Nordulf H. wurde nach den Antifa-Recherchen kurz nach dem Angriff in die Schweiz gebracht, wo er bei einem engen Freund von Thorsten Heise, Silvan Gex-Collet, Unterschlupf fand. Gex-Collet gilt als Verantwortlicher für die Oberwalliser Sektion von Blood & Honour (B&H). Er betreibt im Wallis das B&H und Combat 18 nahestehende Tattoo-Studio Nordic Thunder. Heise, aber auch andere Neonazi-Strukturen aus Thüringen, pflegen nach Angaben der Antifa-Kampagne Tatort Fretterode enge Kontakte und Freundschaften in die Schweiz. Heise sei immer wieder für Veranstaltungen in das Land gereist und dort als Redner aufgetreten. Seit dem Umzug von Nordulf H. in die Schweiz seien fast monatlich Thüringer Neonazis in die Schweiz gefahren, um sich mit den dortigen Strukturen zu vernetzen. Im Hintergrund dieser Verbindungen stehen Netzwerke wie Blood & Honour und Combat 18.

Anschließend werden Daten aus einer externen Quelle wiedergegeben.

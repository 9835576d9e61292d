//! Run configuration: category rules and date options.
//!
//! Category rules are read from a JSON document mapping category names to
//! lists of extensions:
//!
//! ```json
//! {
//!     "images": ["jpg", ".png"],
//!     "books": [".epub", "mobi"]
//! }
//! ```
//!
//! Extensions may be written with or without the leading dot and in any case.
//! Categories keep the order in which they appear in the document, which is
//! also the order used for classification.
//!
//! Loading is lenient: [`RuleSet::load`] never fails and falls back to the
//! built-in table when the file is missing, malformed or empty, so a broken config
//! never aborts a batch. Use [`RuleSet::load_from_file`] for strict loading.

use crate::file_category::RuleSet;
use chrono::format::{Item, StrftimeItems};
use chrono::{DateTime, Local};
use serde_json::{Map, Value};
use std::fs;
use std::path::{Component, Path, PathBuf};
use thiserror::Error;
use tracing::warn;

/// Default strftime pattern for date mode (`2024/03`).
pub const DEFAULT_DATE_FORMAT: &str = "%Y/%m";

/// Errors that can occur while loading configuration.
#[derive(Debug, Error)]
pub enum ConfigError {
    /// Configuration file not found at the specified path.
    #[error("Configuration file not found: {}", .0.display())]
    ConfigNotFound(PathBuf),

    /// IO error while reading configuration.
    #[error("IO error reading {}: {}", path.display(), error)]
    Io {
        path: PathBuf,
        #[source]
        error: std::io::Error,
    },

    /// The document is not valid JSON.
    #[error("Invalid JSON: {0}")]
    InvalidJson(#[from] serde_json::Error),

    /// The document is JSON but not an object of string lists.
    #[error("Invalid configuration: {0}")]
    InvalidShape(String),

    /// The date pattern contains an unknown or malformed specifier.
    #[error("Invalid date format '{0}'")]
    InvalidDateFormat(String),
}

impl RuleSet {
    /// Loads rules, falling back to the defaults on any failure.
    ///
    /// With no path the built-in table is returned. When the file cannot be
    /// read or parsed a warning is logged and the defaults are used instead.
    pub fn load(config_path: Option<&Path>) -> Self {
        let Some(path) = config_path else {
            return Self::defaults();
        };

        match Self::load_from_file(path) {
            Ok(rules) => rules,
            Err(e) => {
                warn!(
                    path = %path.display(),
                    error = %e,
                    "Could not load category rules; using defaults"
                );
                Self::defaults()
            }
        }
    }

    /// Loads rules from a specific file.
    ///
    /// # Errors
    ///
    /// Returns `ConfigError::ConfigNotFound` if the file does not exist,
    /// `ConfigError::Io` if it cannot be read, and `InvalidJson` /
    /// `InvalidShape` if its contents are not a category mapping.
    pub fn load_from_file(path: &Path) -> Result<Self, ConfigError> {
        if !path.exists() {
            return Err(ConfigError::ConfigNotFound(path.to_path_buf()));
        }

        let content = fs::read_to_string(path).map_err(|error| ConfigError::Io {
            path: path.to_path_buf(),
            error,
        })?;

        Self::from_json_str(&content)
    }

    /// Parses rules from a JSON document.
    ///
    /// # Examples
    ///
    /// ```
    /// use sortdir::file_category::{Category, RuleSet};
    ///
    /// let rules = RuleSet::from_json_str(r#"{"books": ["EPUB", ".mobi"]}"#).unwrap();
    /// assert_eq!(rules.classify(".epub"), Category::Named("books"));
    /// assert_eq!(rules.classify(".mobi"), Category::Named("books"));
    /// ```
    pub fn from_json_str(content: &str) -> Result<Self, ConfigError> {
        let document: Value = serde_json::from_str(content)?;
        let categories: Map<String, Value> = serde_json::from_value(document).map_err(|_| {
            ConfigError::InvalidShape("expected an object of category -> extensions".to_string())
        })?;
        if categories.is_empty() {
            return Err(ConfigError::InvalidShape("no categories".to_string()));
        }

        let mut entries = Vec::with_capacity(categories.len());
        for (category, value) in categories {
            if category.trim().is_empty() {
                return Err(ConfigError::InvalidShape(
                    "category names must not be empty".to_string(),
                ));
            }

            let extensions: Vec<String> = serde_json::from_value(value).map_err(|_| {
                ConfigError::InvalidShape(format!(
                    "extensions for '{}' must be a list of strings",
                    category
                ))
            })?;
            entries.push((category, extensions));
        }

        Ok(Self::from_entries(entries))
    }
}

/// Which timestamp date mode groups files by.
#[derive(Debug, Clone, Copy, PartialEq, Eq, Default, clap::ValueEnum)]
pub enum DateAttribute {
    /// Last modification time.
    #[default]
    #[value(name = "mtime")]
    Modified,
    /// Inode change time on Unix, creation time elsewhere.
    #[value(name = "ctime")]
    Changed,
}

impl DateAttribute {
    /// Parses `"mtime"` or `"ctime"`; anything else falls back to `Modified`.
    ///
    /// Unknown names are not an error, only a logged warning.
    pub fn parse_lenient(name: &str) -> Self {
        match name.trim().to_ascii_lowercase().as_str() {
            "mtime" => DateAttribute::Modified,
            "ctime" => DateAttribute::Changed,
            other => {
                warn!(
                    attribute = other,
                    "Unknown date attribute; using modification time"
                );
                DateAttribute::Modified
            }
        }
    }

    /// The name used on the command line.
    pub fn as_str(&self) -> &'static str {
        match self {
            DateAttribute::Modified => "mtime",
            DateAttribute::Changed => "ctime",
        }
    }
}

/// A validated strftime pattern producing a relative subpath.
#[derive(Debug, Clone, PartialEq, Eq)]
pub struct DateFormat {
    pattern: String,
}

impl DateFormat {
    /// Validates `pattern`.
    ///
    /// # Errors
    ///
    /// Returns `ConfigError::InvalidDateFormat` if any specifier is unknown.
    ///
    /// # Examples
    ///
    /// ```
    /// use sortdir::config::DateFormat;
    ///
    /// assert!(DateFormat::parse("%Y/%m/%d").is_ok());
    /// assert!(DateFormat::parse("%Y/%").is_err());
    /// ```
    pub fn parse(pattern: &str) -> Result<Self, ConfigError> {
        if StrftimeItems::new(pattern).any(|item| matches!(item, Item::Error)) {
            return Err(ConfigError::InvalidDateFormat(pattern.to_string()));
        }
        Ok(Self {
            pattern: pattern.to_string(),
        })
    }

    /// The raw pattern.
    pub fn pattern(&self) -> &str {
        &self.pattern
    }

    /// Renders `timestamp` into a relative subpath.
    ///
    /// Root, prefix and `..` components are dropped so the result always
    /// stays below the directory it is joined to.
    pub fn subpath(&self, timestamp: &DateTime<Local>) -> PathBuf {
        let rendered = timestamp.format(&self.pattern).to_string();
        Path::new(&rendered)
            .components()
            .filter_map(|component| match component {
                Component::Normal(part) => Some(part),
                _ => None,
            })
            .collect()
    }
}

impl Default for DateFormat {
    fn default() -> Self {
        Self {
            pattern: DEFAULT_DATE_FORMAT.to_string(),
        }
    }
}

#[cfg(test)]
mod tests {
    use super::*;
    use crate::file_category::Category;
    use chrono::TimeZone;
    use tempfile::TempDir;

    #[test]
    fn test_no_path_returns_defaults() {
        assert_eq!(RuleSet::load(None), RuleSet::defaults());
    }

    #[test]
    fn test_extensions_are_normalized() {
        let rules =
            RuleSet::from_json_str(r#"{"images": ["JPG"], "photos": [".Jpg"]}"#).unwrap();
        let images = &rules.categories()[0];
        assert!(images.extensions.contains(".jpg"));
        assert_eq!(rules.classify("jpg"), Category::Named("images"));
    }

    #[test]
    fn test_dotless_and_dotted_extensions_classify_the_same() {
        let dotless = RuleSet::from_json_str(r#"{"pics": ["jpg"]}"#).unwrap();
        let dotted = RuleSet::from_json_str(r#"{"pics": [".jpg"]}"#).unwrap();
        assert_eq!(dotless, dotted);
        assert_eq!(dotless.classify(".jpg"), dotted.classify(".jpg"));
    }

    #[test]
    fn test_document_order_is_preserved() {
        let rules =
            RuleSet::from_json_str(r#"{"zeta": [".a"], "alpha": [".a"], "mid": [".b"]}"#)
                .unwrap();
        let names: Vec<_> = rules.categories().iter().map(|r| r.name.as_str()).collect();
        assert_eq!(names, vec!["zeta", "alpha", "mid"]);
        assert_eq!(rules.classify(".a"), Category::Named("zeta"));
    }

    #[test]
    fn test_wrong_shapes_are_rejected() {
        assert!(matches!(
            RuleSet::from_json_str("[1, 2]"),
            Err(ConfigError::InvalidShape(_))
        ));
        assert!(matches!(
            RuleSet::from_json_str(r#"{"images": ".jpg"}"#),
            Err(ConfigError::InvalidShape(_))
        ));
        assert!(matches!(
            RuleSet::from_json_str(r#"{"images": [1]}"#),
            Err(ConfigError::InvalidShape(_))
        ));
        assert!(matches!(
            RuleSet::from_json_str(r#"{"": [".jpg"]}"#),
            Err(ConfigError::InvalidShape(_))
        ));
    }

    #[test]
    fn test_malformed_json_falls_back_to_defaults() {
        let temp_dir = TempDir::new().expect("Failed to create temp directory");
        let path = temp_dir.path().join("rules.json");
        fs::write(&path, "{ not json").expect("Failed to write config");

        assert!(matches!(
            RuleSet::load_from_file(&path),
            Err(ConfigError::InvalidJson(_))
        ));
        assert_eq!(RuleSet::load(Some(&path)), RuleSet::defaults());
    }

    #[test]
    fn test_empty_mapping_falls_back_to_defaults() {
        let temp_dir = TempDir::new().expect("Failed to create temp directory");
        let path = temp_dir.path().join("rules.json");
        fs::write(&path, "{}").expect("Failed to write config");

        assert!(matches!(
            RuleSet::from_json_str("{}"),
            Err(ConfigError::InvalidShape(_))
        ));
        let rules = RuleSet::load(Some(&path));
        assert_eq!(rules, RuleSet::defaults());
        assert_eq!(rules.classify(".jpg"), Category::Named("images"));
    }

    #[test]
    fn test_missing_file_falls_back_to_defaults() {
        let temp_dir = TempDir::new().expect("Failed to create temp directory");
        let path = temp_dir.path().join("absent.json");

        assert!(matches!(
            RuleSet::load_from_file(&path),
            Err(ConfigError::ConfigNotFound(_))
        ));
        assert_eq!(RuleSet::load(Some(&path)), RuleSet::defaults());
    }

    #[test]
    fn test_valid_file_is_loaded() {
        let temp_dir = TempDir::new().expect("Failed to create temp directory");
        let path = temp_dir.path().join("rules.json");
        fs::write(&path, r#"{"books": ["epub"]}"#).expect("Failed to write config");

        let rules = RuleSet::load(Some(&path));
        assert_eq!(rules.len(), 1);
        assert_eq!(rules.classify(".EPUB"), Category::Named("books"));
        assert_eq!(rules.classify(".jpg"), Category::Uncategorized);
    }

    #[test]
    fn test_date_attribute_lenient_parsing() {
        assert_eq!(DateAttribute::parse_lenient("mtime"), DateAttribute::Modified);
        assert_eq!(DateAttribute::parse_lenient("CTIME"), DateAttribute::Changed);
        assert_eq!(DateAttribute::parse_lenient("atime"), DateAttribute::Modified);
        assert_eq!(DateAttribute::parse_lenient(""), DateAttribute::Modified);
    }

    #[test]
    fn test_default_date_format_renders_year_month() {
        let timestamp = Local.with_ymd_and_hms(2024, 3, 9, 10, 30, 0).unwrap();
        let format = DateFormat::default();
        assert_eq!(format.subpath(&timestamp), PathBuf::from("2024").join("03"));
    }

    #[test]
    fn test_date_subpath_stays_relative() {
        let timestamp = Local.with_ymd_and_hms(2023, 4, 1, 8, 0, 0).unwrap();
        let format = DateFormat::parse("/%Y/../%m").unwrap();
        assert_eq!(format.subpath(&timestamp), PathBuf::from("2023").join("04"));
    }

    #[test]
    fn test_invalid_date_format_is_rejected() {
        assert!(matches!(
            DateFormat::parse("%Y/%"),
            Err(ConfigError::InvalidDateFormat(_))
        ));
    }
}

In einer Mitteilung zum Prozessauftakt in Mühlhausen wies die Antifa Göttingen darauf hin, die »Zurückhaltung der Justiz bezüglich Thorsten Heise und seinem Umfeld« sei »mehr als auffällig«. Seine Bedeutung für die »extreme Rechte« sei bekannt. Heise habe zahlreiche Organisationsversuche der extremen Rechten in den letzten 40 Jahren mitgestaltet, etwa die neonazistische Skinheadszene, die inzwischen verbotene Kleinstpartei FAP, die Kameradschaften und die NPD. Zudem organisiere Heise Konzert- und Kampfsportevents für die Szene und halte Kontakt zu bewaffneten Neonazis. »Dass er und sein engeres Umfeld dennoch bisher durch die Justiz nicht belangt wurden, zeigt, dass der Staat den Faschisten anscheinend nicht Einhalt gebieten will«, so die Initiative Tatort Fretterode.
Vor diesem Hintergrund liegt die Vermutung nahe, dass Heise für diesen Staat und seine Dienste irgendwie von Nutzen ist. Es ist ja kein Geheimnis, dass zentrale Figuren der Neonaziszene als V-Leute tätig sind und Verfassungsschutz und Co. auf diese Weise vor allem in den 1990er Jahren den Aufbau der Strukturen mitfinanziert haben. Das wäre auch eine plausible Erklärung für die nicht zu übersehende Zurückhaltung im Verfahren gegen Nordulf H. und Gianluca B. und lässt befürchten, dass sie im Prozess vor dem Landgericht Mühlhausen, der bisher bis Mitte Oktober terminiert ist, mit einem blauen Auge davonkommen.